The book titled “Modern Art in Indochina” has been published in French, Vietnamese, and English by the publisher In Fine editions d’art. This 432-page book is the result of Reynier’s ten years of research and expertise on the origins of Vietnamese modern art, and it will commemorate the 100th anniversary of the school this year.

Reynier emphasized the importance of publishing the book in three languages. This trilingual book will allow a wider audience to access the content and unveil a section of international art history that has been shrouded in secrecy for over 70 years. It sheds light on how the art market enriches art history and contributes to the advancement of this forgotten school.

The Indochina School of Fine Arts, also known as L’Ecole Superieure des Beaux-Arts d’Indochine, was established in 1924 by the first French principal, Victor Tardieu, and his Vietnamese colleague, artist Nguyen Nam Son. The school opened its doors to students in 1925, offering a curriculum that expanded from oil on canvas to sculpture, lacquer, architecture, and decorative arts over the years.

Alongside Tardieu, the school had permanent staff members such as Joseph Inguimberty, Alix Aymé, and Évariste Jonchère. Inguimberty took over as principal after Tardieu’s passing in 1937. Sadly, the school shut down when Japan occupied the country in 1945.

Throughout its two decades of existence, the school nurtured numerous artist-pioneers, including Le Pho, Mai Trung Thu, Vu Cao Dam, To Ngoc Van, Nguyen Tuong Van, and many others. The book chronicles the highlights of the school between 1925 and 1945, describing the exhibitions held in Hanoi, Saigon, and Paris, as well as the critics’ reception.

“Packed with 319 illustrations, 28 biographies of students and teachers, and multiple archive documents, the book takes readers into the hidden world of private collections and museum reserves. Through the art of Inguimberty, Aymé, Dam, Thu, Pho, and others, who drew, painted, sculpted, worked with lacquer, and exhibited, the school experienced rich artistic emulation under the guidance of Tardieu and Jonchere. Their efforts played a significant role in the revival of modern Vietnamese art during the 1925-1945 period,” shared Reynier.

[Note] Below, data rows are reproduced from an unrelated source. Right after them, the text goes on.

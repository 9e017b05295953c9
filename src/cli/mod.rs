//! Command-line interface

pub mod commands;
pub mod output;

use clap::{Parser, Subcommand};
use commands::{BuildCommand, CheckCommand, DevCommand, RunCommand, TasksCommand};
use std::ffi::OsString;
use std::path::PathBuf;

/// Static site asset pipeline
#[derive(Debug, Parser, Clone)]
#[command(name = "sitepipe")]
#[command(version)]
#[command(about = "Builds and serves static site assets", long_about = None)]
pub struct Cli {
    /// Command to run; `dev` when omitted
    #[command(subcommand)]
    pub command: Option<Command>,

    /// Enable verbose logging
    #[arg(short, long, global = true)]
    pub verbose: bool,

    /// Path to the configuration file (default: sitepipe.yaml)
    #[arg(short, long, global = true)]
    pub config: Option<PathBuf>,
}

/// Available commands
#[derive(Debug, Subcommand, Clone)]
pub enum Command {
    /// Run a one-shot production build
    Build(BuildCommand),

    /// Build, serve the output and rebuild on change
    Dev(DevCommand),

    /// Run individual tasks in series
    Run(RunCommand),

    /// Remove the build directory
    Clean,

    /// Validate the configuration
    Check(CheckCommand),

    /// List tasks and graphs
    Tasks(TasksCommand),
}

impl Cli {
    /// Parse CLI arguments from environment
    pub fn from_args() -> Self {
        Self::parse()
    }

    /// Parse CLI arguments from a slice
    pub fn try_parse_from<I, T>(itr: I) -> Result<Self, clap::Error>
    where
        I: IntoIterator<Item = T>,
        T: Into<OsString> + Clone,
    {
        <Self as Parser>::try_parse_from(itr)
    }

    /// The command to run, defaulting to `dev`
    pub fn command(&self) -> Command {
        self.command
            .clone()
            .unwrap_or_else(|| Command::Dev(DevCommand::default()))
    }
}

#[cfg(test)]
mod tests {
    use super::*;
    use commands::SchedulingStrategyArg;

    #[test]
    fn test_no_subcommand_means_dev() {
        let cli = Cli::try_parse_from(["sitepipe"]).unwrap();
        assert!(matches!(cli.command(), Command::Dev(cmd) if !cmd.no_build && cmd.port.is_none()));
    }

    #[test]
    fn test_build_arguments() {
        let cli = Cli::try_parse_from([
            "sitepipe",
            "-v",
            "build",
            "--graph",
            "assets",
            "--strategy",
            "parallel-limited",
        ])
        .unwrap();

        assert!(cli.verbose);
        match cli.command() {
            Command::Build(cmd) => {
                assert_eq!(cmd.graph, "assets");
                assert_eq!(cmd.strategy, SchedulingStrategyArg::ParallelLimited);
            }
            other => panic!("unexpected command {:?}", other),
        }
    }

    #[test]
    fn test_run_requires_tasks() {
        assert!(Cli::try_parse_from(["sitepipe", "run"]).is_err());

        let cli = Cli::try_parse_from(["sitepipe", "run", "styles", "html", "-c", "site.yaml"]).unwrap();
        assert_eq!(cli.config, Some(PathBuf::from("site.yaml")));
        assert!(matches!(cli.command(), Command::Run(cmd) if cmd.tasks == ["styles", "html"]));
    }
}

Reynier aims to explain the pivotal stages leading to the emergence of the artistic elite envisioned by Tardieu and shed light on the previously obscured richness and artistic importance of this period in Indochina. The book also provides never-before-seen documents, offering better insight into the lesser-known aspects of fine art.

“The book fills in the missing pieces of the school’s 100-year history,” noted Nguyen Hai Yen, a fine arts researcher. Reynier had the opportunity to meet the families of the artists in France, including Le Pho, Mai Trung Thu, Vu Cao Dam, and Le Thi Luu.

Reynier, an expert in Asian modern art and the president of the Asian Artists in Paris Association, has dedicated the past ten years to studying artists’ works with dual training in Vietnam/France and China/France. She has been actively promoting the works of Asian artists since 2013.

The book launching ceremony was held in collaboration with the French Institute of Hanoi, the Vietnam Fine Arts University, and the Viet Art View Company. The book will be available for purchase online starting from February at a price of EUR75, tax included, in France.